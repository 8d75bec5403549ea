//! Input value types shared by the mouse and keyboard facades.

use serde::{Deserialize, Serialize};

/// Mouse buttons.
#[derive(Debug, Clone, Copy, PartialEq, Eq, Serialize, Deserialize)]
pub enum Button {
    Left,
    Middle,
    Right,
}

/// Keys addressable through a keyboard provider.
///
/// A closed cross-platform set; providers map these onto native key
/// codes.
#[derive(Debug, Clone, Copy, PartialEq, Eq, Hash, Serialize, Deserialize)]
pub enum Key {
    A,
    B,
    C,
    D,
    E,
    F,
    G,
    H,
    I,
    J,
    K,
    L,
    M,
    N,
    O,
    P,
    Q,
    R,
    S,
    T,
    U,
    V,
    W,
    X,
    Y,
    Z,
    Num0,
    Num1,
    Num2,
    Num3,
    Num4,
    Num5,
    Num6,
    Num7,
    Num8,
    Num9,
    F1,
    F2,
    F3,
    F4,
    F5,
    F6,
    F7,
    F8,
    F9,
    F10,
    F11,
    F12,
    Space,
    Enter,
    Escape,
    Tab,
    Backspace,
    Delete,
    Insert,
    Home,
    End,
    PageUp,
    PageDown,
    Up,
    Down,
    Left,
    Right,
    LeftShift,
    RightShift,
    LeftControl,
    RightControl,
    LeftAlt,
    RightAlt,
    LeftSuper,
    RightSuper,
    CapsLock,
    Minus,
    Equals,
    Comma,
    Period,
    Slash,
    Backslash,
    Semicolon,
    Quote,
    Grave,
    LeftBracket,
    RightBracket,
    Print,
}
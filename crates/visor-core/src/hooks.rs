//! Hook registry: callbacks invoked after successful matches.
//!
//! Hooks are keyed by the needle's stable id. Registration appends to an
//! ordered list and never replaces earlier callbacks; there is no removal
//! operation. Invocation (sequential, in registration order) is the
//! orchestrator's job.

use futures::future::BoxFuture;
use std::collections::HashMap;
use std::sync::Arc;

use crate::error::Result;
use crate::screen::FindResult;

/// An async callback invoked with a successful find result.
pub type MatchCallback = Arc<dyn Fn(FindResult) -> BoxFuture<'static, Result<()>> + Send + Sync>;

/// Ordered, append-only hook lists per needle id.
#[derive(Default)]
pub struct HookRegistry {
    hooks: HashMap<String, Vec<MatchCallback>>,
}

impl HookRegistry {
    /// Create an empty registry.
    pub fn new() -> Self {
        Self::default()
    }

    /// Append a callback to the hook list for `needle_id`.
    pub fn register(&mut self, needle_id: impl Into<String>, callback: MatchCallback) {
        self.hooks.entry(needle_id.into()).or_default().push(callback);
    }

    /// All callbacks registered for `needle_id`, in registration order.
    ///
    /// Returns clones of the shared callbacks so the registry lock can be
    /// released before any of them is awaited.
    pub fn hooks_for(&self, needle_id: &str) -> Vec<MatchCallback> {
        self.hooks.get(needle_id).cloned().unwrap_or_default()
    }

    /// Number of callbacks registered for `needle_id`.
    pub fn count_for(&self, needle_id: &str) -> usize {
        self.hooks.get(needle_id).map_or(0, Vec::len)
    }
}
========================================
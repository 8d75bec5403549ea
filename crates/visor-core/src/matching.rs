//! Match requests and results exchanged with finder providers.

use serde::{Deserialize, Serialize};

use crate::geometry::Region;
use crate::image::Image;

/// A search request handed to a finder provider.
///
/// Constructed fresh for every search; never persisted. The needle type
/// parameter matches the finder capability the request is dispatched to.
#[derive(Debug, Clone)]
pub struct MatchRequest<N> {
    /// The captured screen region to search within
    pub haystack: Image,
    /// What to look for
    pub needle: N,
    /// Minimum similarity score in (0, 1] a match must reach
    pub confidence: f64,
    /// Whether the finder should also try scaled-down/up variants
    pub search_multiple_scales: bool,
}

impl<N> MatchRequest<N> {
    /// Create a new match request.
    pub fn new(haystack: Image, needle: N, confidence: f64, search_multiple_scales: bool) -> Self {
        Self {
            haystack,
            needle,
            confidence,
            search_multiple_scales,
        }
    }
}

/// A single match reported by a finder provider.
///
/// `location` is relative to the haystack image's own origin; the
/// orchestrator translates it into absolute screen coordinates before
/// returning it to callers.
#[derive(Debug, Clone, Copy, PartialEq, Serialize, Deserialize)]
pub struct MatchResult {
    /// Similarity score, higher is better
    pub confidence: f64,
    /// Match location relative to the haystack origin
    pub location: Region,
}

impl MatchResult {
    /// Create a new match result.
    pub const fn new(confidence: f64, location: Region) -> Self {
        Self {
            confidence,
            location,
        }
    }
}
========================================
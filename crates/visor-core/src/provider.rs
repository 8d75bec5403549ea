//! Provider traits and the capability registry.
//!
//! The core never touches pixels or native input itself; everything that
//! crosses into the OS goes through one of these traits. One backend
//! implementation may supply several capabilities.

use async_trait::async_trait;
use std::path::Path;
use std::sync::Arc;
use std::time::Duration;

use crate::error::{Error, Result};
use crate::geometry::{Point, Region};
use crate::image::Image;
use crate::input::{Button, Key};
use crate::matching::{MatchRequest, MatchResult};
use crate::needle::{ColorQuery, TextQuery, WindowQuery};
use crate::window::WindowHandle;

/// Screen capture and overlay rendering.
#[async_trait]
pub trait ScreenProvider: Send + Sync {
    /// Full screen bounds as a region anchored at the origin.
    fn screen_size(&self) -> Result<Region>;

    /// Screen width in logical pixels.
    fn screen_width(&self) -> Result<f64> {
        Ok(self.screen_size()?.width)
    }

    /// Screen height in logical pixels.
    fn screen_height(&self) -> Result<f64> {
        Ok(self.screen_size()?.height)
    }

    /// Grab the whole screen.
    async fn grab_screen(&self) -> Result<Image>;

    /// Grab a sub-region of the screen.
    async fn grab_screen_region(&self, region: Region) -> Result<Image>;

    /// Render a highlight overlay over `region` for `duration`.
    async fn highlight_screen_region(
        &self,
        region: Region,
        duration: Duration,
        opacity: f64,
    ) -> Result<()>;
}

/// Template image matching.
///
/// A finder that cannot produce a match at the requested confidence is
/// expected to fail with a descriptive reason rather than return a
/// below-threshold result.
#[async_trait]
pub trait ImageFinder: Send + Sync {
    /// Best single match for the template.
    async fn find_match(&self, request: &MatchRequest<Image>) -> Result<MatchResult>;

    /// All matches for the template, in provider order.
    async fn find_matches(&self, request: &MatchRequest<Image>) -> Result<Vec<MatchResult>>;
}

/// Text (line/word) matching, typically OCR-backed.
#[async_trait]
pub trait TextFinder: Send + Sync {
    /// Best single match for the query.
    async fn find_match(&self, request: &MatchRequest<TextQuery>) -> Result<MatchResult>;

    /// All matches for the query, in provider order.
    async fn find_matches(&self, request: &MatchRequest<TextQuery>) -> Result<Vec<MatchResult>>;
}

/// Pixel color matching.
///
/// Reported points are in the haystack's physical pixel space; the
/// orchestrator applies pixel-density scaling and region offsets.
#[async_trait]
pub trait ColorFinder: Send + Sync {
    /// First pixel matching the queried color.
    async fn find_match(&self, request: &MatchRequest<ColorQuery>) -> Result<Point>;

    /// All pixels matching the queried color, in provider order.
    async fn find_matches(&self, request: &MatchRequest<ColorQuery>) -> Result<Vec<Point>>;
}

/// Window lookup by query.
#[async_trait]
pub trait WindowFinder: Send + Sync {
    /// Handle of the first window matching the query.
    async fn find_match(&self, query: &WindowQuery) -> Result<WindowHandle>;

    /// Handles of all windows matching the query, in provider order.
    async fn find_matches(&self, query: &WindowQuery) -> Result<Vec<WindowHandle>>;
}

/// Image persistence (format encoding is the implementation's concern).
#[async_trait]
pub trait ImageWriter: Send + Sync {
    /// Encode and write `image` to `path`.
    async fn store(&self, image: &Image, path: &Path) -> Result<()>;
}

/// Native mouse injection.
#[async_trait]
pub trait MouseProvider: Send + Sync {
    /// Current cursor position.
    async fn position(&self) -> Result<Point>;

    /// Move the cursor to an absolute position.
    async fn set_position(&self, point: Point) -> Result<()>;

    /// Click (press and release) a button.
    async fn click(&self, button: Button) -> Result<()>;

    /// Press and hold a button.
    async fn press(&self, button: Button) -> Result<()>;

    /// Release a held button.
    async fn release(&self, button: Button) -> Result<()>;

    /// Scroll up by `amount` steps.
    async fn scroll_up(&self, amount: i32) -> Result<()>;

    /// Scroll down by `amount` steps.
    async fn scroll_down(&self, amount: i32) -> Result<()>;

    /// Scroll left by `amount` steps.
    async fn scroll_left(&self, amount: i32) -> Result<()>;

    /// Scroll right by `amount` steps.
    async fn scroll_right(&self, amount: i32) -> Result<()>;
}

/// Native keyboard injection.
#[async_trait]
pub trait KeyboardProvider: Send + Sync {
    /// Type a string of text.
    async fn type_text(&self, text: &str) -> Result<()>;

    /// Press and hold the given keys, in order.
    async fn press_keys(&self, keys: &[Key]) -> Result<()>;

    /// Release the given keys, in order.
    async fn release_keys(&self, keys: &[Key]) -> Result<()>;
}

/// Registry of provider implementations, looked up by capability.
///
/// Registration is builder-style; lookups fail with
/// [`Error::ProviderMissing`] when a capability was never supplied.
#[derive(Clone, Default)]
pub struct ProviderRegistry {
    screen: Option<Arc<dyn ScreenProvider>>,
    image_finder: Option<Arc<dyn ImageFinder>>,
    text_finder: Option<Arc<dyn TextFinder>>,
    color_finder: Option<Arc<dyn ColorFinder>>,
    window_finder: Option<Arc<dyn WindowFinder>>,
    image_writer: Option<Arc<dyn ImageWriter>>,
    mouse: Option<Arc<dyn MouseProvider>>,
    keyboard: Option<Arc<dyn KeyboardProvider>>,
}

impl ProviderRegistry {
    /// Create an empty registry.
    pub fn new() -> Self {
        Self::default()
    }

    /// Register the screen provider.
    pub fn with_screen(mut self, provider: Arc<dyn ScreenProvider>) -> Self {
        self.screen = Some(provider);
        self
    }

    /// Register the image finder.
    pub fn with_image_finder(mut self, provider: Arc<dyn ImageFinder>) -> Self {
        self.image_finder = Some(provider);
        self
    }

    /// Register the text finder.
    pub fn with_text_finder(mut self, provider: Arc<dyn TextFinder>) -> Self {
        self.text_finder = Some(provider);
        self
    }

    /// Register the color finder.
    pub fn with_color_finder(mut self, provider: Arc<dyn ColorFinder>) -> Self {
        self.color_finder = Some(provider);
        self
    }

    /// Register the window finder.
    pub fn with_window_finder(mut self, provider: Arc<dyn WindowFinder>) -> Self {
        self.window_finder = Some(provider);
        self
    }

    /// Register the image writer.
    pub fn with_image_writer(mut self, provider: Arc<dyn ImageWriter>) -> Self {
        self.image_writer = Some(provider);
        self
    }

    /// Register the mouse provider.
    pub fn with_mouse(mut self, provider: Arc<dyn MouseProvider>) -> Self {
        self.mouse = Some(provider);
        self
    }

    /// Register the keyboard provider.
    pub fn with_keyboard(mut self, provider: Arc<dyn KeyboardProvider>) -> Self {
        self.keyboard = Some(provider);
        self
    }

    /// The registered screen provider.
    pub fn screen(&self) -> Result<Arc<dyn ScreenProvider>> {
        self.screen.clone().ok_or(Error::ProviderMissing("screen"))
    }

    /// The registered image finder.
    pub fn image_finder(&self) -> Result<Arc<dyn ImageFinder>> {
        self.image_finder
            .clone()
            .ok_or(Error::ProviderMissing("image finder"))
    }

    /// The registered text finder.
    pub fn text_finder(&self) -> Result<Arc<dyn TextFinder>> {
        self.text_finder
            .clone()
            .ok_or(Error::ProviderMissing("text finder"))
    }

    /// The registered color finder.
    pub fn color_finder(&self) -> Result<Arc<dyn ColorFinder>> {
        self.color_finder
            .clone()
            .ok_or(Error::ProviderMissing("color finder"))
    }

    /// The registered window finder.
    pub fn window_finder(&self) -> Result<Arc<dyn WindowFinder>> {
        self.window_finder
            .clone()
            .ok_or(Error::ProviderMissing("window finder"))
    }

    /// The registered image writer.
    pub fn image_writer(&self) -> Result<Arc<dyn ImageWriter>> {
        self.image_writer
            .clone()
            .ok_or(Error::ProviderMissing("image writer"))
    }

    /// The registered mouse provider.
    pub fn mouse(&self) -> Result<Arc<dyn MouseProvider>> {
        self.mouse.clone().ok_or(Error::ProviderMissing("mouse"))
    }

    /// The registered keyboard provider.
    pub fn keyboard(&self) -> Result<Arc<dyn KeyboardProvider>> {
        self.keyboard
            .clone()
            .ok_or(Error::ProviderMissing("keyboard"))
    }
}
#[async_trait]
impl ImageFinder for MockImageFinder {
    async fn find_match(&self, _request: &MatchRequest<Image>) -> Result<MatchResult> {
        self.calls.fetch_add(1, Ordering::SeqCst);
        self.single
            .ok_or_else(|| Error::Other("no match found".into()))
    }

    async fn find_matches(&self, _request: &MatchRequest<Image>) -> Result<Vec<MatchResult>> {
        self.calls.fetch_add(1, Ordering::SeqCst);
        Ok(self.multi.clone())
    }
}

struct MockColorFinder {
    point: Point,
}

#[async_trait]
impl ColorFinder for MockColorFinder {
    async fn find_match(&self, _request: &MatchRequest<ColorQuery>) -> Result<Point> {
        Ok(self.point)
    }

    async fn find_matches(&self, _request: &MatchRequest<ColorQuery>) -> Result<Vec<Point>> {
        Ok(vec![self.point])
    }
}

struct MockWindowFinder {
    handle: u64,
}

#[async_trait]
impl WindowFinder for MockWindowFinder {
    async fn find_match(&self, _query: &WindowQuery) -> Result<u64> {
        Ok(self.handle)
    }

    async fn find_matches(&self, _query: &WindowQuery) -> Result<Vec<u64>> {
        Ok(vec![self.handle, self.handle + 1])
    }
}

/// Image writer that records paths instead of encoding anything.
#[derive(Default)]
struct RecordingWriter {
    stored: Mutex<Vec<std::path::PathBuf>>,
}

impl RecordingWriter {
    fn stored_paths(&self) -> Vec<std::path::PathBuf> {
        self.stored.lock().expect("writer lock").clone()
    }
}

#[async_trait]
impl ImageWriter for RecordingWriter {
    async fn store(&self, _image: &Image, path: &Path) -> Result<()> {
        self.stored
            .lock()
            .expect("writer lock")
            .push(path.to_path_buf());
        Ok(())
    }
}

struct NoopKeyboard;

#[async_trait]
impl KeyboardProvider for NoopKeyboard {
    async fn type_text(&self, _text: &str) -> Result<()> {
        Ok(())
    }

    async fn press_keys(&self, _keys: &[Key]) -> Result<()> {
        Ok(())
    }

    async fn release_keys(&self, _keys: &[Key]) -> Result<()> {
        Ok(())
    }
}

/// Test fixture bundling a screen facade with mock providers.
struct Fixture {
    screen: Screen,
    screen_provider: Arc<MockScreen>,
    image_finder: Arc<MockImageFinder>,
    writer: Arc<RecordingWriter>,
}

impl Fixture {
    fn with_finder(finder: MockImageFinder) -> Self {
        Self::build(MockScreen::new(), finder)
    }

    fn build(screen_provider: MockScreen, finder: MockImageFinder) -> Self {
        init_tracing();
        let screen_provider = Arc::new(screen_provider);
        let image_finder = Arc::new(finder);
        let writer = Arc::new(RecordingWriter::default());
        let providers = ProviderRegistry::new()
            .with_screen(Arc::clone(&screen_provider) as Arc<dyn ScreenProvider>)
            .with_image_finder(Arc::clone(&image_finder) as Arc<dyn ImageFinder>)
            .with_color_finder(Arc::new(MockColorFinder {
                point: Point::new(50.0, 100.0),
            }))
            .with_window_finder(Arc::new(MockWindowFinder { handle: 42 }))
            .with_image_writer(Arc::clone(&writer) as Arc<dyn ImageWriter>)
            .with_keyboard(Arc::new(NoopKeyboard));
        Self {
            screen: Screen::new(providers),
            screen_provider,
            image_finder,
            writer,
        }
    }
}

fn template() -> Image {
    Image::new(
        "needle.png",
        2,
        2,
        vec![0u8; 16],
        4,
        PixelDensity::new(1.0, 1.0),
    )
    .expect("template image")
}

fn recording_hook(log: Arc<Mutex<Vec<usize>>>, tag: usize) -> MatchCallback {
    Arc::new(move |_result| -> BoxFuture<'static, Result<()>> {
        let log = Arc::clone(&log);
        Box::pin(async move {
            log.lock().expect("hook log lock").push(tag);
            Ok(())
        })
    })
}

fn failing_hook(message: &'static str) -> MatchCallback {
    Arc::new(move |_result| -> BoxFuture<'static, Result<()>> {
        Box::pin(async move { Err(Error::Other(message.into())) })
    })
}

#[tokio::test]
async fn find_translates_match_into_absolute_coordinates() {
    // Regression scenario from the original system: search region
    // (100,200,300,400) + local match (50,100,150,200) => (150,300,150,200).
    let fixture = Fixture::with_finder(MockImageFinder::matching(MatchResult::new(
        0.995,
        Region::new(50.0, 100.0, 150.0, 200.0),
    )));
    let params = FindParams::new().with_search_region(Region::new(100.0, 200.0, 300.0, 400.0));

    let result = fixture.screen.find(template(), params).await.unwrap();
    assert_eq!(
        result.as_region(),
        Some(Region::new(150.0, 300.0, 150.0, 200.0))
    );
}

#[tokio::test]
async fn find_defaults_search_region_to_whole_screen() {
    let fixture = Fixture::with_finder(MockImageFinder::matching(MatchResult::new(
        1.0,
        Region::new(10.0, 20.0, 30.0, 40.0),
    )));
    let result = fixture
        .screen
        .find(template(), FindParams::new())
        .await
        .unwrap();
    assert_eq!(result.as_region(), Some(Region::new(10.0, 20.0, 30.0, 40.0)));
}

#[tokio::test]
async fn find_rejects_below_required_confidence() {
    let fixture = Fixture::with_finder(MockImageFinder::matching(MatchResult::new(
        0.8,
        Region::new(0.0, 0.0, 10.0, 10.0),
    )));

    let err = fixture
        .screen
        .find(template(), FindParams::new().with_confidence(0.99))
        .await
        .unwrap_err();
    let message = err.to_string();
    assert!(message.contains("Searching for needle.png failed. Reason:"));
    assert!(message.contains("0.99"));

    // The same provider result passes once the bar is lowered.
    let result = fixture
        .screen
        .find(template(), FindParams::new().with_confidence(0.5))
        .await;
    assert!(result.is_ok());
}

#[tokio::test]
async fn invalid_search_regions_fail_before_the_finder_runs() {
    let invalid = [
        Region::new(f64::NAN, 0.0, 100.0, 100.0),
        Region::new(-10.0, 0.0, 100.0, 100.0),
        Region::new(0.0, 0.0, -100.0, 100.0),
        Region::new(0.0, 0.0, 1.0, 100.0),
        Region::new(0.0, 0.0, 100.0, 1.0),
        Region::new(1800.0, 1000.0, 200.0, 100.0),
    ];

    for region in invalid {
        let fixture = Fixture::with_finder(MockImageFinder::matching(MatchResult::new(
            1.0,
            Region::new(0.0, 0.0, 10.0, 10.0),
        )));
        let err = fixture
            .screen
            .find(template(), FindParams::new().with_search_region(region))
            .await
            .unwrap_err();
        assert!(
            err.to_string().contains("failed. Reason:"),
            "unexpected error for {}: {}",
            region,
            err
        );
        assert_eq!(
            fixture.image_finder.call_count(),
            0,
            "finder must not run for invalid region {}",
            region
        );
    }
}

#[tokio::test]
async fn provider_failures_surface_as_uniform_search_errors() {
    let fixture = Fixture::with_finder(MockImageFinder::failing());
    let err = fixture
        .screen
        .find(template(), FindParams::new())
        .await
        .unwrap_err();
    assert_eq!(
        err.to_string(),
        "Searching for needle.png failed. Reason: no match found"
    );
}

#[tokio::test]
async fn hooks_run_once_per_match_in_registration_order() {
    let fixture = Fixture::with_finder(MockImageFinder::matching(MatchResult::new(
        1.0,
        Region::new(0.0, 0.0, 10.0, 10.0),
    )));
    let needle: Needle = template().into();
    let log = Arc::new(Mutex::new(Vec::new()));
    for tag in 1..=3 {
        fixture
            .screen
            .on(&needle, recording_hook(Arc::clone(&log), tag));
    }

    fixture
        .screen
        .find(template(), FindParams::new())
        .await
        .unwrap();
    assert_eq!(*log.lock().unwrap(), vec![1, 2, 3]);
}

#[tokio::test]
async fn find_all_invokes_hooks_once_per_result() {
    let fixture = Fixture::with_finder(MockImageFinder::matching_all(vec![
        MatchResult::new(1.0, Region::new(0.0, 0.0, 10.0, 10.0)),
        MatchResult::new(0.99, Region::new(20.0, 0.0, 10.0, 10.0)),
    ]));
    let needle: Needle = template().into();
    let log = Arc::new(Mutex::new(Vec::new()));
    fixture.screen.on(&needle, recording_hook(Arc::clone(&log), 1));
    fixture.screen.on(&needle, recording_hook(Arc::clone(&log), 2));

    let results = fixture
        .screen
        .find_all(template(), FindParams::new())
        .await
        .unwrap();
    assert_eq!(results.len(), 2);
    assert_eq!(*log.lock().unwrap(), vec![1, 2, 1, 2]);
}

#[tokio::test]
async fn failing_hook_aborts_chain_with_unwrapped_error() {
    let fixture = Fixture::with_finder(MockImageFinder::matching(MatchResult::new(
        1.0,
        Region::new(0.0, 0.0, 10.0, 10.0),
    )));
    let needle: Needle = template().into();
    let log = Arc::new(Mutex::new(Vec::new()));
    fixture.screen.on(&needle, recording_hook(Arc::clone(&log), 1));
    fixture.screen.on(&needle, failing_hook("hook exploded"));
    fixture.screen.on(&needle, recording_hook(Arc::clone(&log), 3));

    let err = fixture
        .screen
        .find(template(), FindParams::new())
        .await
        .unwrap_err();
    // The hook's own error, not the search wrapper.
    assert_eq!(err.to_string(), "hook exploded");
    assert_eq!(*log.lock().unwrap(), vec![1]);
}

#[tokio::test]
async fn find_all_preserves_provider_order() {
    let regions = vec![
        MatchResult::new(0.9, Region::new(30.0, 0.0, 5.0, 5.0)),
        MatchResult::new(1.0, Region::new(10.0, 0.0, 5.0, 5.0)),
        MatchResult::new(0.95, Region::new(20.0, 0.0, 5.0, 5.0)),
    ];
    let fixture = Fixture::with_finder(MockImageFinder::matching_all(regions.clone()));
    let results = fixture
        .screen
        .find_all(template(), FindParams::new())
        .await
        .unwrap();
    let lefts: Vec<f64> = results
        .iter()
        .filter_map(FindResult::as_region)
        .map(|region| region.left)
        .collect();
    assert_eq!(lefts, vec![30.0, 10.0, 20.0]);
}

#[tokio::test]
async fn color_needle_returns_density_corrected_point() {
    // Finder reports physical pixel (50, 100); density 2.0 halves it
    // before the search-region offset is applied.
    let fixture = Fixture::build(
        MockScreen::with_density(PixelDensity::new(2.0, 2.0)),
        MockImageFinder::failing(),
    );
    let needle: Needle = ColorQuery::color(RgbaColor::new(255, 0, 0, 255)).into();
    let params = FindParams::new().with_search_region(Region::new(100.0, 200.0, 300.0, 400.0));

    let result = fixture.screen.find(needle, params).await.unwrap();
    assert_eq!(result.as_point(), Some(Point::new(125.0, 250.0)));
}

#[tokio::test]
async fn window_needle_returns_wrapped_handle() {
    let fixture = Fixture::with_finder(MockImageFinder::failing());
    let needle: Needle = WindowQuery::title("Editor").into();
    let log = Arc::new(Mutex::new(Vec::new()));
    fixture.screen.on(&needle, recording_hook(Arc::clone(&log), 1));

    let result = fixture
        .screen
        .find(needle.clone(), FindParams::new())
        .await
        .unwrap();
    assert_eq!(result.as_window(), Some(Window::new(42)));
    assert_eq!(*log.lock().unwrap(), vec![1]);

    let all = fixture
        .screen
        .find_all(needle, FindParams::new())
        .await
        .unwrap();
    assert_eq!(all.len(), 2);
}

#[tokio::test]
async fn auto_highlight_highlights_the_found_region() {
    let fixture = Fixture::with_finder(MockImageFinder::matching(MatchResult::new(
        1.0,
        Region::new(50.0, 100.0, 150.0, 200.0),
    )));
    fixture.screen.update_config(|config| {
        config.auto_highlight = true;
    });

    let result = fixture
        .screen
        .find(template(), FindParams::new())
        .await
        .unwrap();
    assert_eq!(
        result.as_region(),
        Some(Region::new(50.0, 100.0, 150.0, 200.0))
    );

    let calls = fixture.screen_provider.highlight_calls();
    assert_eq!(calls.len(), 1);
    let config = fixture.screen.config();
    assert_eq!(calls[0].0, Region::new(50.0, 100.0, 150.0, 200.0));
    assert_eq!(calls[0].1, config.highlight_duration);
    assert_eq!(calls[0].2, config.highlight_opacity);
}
========================================
The lines holding the string "FindResult" are what is needed from the material above.

use crate::screen::FindResult;
pub type MatchCallback = Arc<dyn Fn(FindResult) -> BoxFuture<'static, Result<()>> + Send + Sync>;
        .filter_map(FindResult::as_region)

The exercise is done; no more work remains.